A Quality Improvement Project to Increase Smoking Cessation in a Hospital Acute Cardio-Respiratory Admissions Unit

2020 
We aimed to increase smoking cessation referrals by 30% within three months, to improve identification of patients’ smoking status, offer patients very brief advice (VBA) and increase the prescription of nicotine replacement therapy (NRT). Our multidisciplinary team (MDT) used ‘plan-do-see-act’ methodology to conduct a quality improvement project to increase referrals to smoking cessation services in a busy acute cardio-respiratory admission unit (CDU). We collected baseline and fortnightly data for 17 weeks documenting smoking status (%), VBA (%), NRT prescription (%) and referrals to smoking cessation services (%). The interventions were ‘smoking cessation’ champions, MDT education, increased availability of NRT on CDU with an ‘opt-out’ approach and a documentation ‘sticker’ for the medical records.

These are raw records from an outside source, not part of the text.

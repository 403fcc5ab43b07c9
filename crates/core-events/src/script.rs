//! Textual key scripts such as `Hello<Enter><S-Home><C-x>`.
//!
//! Plain characters map to `KeyCode::Char`. A bracketed token names a key
//! with optional `C-`, `A-`, `S-` modifier prefixes; `<lt>` is a literal `<`.

use crate::{KeyCode, KeyEvent, KeyModifiers};
use thiserror::Error;

#[derive(Debug, Error, PartialEq, Eq)]
pub enum KeyScriptError {
    #[error("unterminated key token starting at byte {0}")]
    Unterminated(usize),
    #[error("unknown key name `{0}`")]
    UnknownKey(String),
}

fn named(name: &str) -> Option<KeyCode> {
    let code = match name.to_ascii_lowercase().as_str() {
        "enter" | "cr" | "return" => KeyCode::Enter,
        "esc" => KeyCode::Esc,
        "bs" | "backspace" => KeyCode::Backspace,
        "del" | "delete" => KeyCode::Delete,
        "ins" | "insert" => KeyCode::Insert,
        "tab" => KeyCode::Tab,
        "up" => KeyCode::Up,
        "down" => KeyCode::Down,
        "left" => KeyCode::Left,
        "right" => KeyCode::Right,
        "home" => KeyCode::Home,
        "end" => KeyCode::End,
        "pageup" | "pgup" => KeyCode::PageUp,
        "pagedown" | "pgdn" => KeyCode::PageDown,
        "lt" => KeyCode::Char('<'),
        "space" => KeyCode::Char(' '),
        _ => {
            let mut chars = name.chars();
            match (chars.next(), chars.next()) {
                (Some(c), None) => KeyCode::Char(c),
                _ => return None,
            }
        }
    };
    Some(code)
}

fn parse_token(token: &str) -> Result<KeyEvent, KeyScriptError> {
    let mut mods = KeyModifiers::empty();
    let mut rest = token;
    loop {
        let Some((prefix, tail)) = rest.split_once('-') else {
            break;
        };
        if tail.is_empty() {
            break;
        }
        let flag = match prefix {
            "C" | "c" => KeyModifiers::CTRL,
            "A" | "a" | "M" | "m" => KeyModifiers::ALT,
            "S" | "s" => KeyModifiers::SHIFT,
            _ => break,
        };
        mods |= flag;
        rest = tail;
    }
    named(rest)
        .map(|code| KeyEvent::new(code, mods))
        .ok_or_else(|| KeyScriptError::UnknownKey(token.to_string()))
}

/// Parse a script into key events.
pub fn parse_key_script(script: &str) -> Result<Vec<KeyEvent>, KeyScriptError> {
    let mut out = Vec::new();
    let mut rest = script;
    let mut offset = 0;
    while let Some(c) = rest.chars().next() {
        if c == '<' {
            let end = rest.find('>').ok_or(KeyScriptError::Unterminated(offset))?;
            out.push(parse_token(&rest[1..end])?);
            offset += end + 1;
            rest = &rest[end + 1..];
        } else {
            out.push(KeyEvent::plain(KeyCode::Char(c)));
            offset += c.len_utf8();
            rest = &rest[c.len_utf8()..];
        }
    }
    Ok(out)
}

We compared NRT prescription with the continuous Royal College of Physicians national COPD audit data. 278 medical notes were reviewed between 2/11/2018 to 16/03/2019. Referrals to smoking cessation services from CDU increased from 20% to 50% after the interventions were implemented. Documentation of smoking status ranged from 80% to 100%. VBA and NRT prescription increased from an average of 15% to a peak of 100% but subsequently decreased to 25 and 23%, respectively. Our COPD national audit results show that for patients with COPD, NRT prescription increased during the intervention period and was higher than the national average. We exceeded our goal by at least doubling the number of smoking cessation referrals with minimal resources by forming a multi-disciplinary team of existing healthcare professionals to prioritise ‘smoking cessation’ on a busy acute unit.